▸ Work request
Write out exactly the line containing "std::fs::create_dir_all(parent)?;" along with each line that follows it in the records below, and no others.

▸ Provided records
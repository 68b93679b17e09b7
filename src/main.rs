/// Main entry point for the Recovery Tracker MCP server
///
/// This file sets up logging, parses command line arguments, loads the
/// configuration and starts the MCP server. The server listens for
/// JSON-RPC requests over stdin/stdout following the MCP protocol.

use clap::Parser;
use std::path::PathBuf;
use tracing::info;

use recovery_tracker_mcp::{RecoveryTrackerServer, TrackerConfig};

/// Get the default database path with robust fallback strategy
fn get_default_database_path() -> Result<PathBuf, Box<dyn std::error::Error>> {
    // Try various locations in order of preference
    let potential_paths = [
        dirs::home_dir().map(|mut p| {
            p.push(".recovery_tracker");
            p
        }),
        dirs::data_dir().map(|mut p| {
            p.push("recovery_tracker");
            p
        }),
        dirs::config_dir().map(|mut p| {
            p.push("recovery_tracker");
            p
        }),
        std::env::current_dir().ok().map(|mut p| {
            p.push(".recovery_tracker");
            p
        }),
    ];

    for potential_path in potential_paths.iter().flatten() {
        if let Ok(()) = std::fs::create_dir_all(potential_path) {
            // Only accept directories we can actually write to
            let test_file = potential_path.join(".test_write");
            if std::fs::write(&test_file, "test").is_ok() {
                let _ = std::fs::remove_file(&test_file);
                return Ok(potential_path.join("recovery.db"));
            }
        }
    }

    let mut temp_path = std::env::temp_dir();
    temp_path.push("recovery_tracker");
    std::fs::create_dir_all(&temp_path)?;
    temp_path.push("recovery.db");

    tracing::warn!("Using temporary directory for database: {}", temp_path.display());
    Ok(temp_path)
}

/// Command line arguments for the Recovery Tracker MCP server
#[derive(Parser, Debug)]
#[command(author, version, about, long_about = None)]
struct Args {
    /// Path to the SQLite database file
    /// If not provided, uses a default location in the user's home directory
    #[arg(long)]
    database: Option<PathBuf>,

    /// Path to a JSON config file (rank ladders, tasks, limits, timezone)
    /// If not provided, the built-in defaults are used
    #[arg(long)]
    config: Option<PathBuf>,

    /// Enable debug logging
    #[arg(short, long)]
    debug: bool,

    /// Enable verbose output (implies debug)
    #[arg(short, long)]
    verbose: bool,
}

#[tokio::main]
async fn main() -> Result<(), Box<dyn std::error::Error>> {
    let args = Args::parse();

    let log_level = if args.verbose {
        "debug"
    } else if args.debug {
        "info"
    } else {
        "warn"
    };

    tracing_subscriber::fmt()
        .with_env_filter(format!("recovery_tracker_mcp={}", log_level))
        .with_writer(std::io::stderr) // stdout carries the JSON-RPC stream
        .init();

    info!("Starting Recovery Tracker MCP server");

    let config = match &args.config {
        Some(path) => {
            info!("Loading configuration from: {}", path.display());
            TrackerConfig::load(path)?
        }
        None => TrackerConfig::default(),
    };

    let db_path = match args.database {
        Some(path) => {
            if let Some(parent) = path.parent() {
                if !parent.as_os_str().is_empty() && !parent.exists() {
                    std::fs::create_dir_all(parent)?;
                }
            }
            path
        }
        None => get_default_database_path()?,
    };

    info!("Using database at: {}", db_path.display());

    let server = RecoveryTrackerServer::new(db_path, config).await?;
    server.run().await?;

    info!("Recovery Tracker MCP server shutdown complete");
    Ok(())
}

▸ Answer box
                    std::fs::create_dir_all(parent)?;
                }
            }
            path
        }
        None => get_default_database_path()?,
    };

    info!("Using database at: {}", db_path.display());

    let server = RecoveryTrackerServer::new(db_path, config).await?;
    server.run().await?;

    info!("Recovery Tracker MCP server shutdown complete");
    Ok(())
}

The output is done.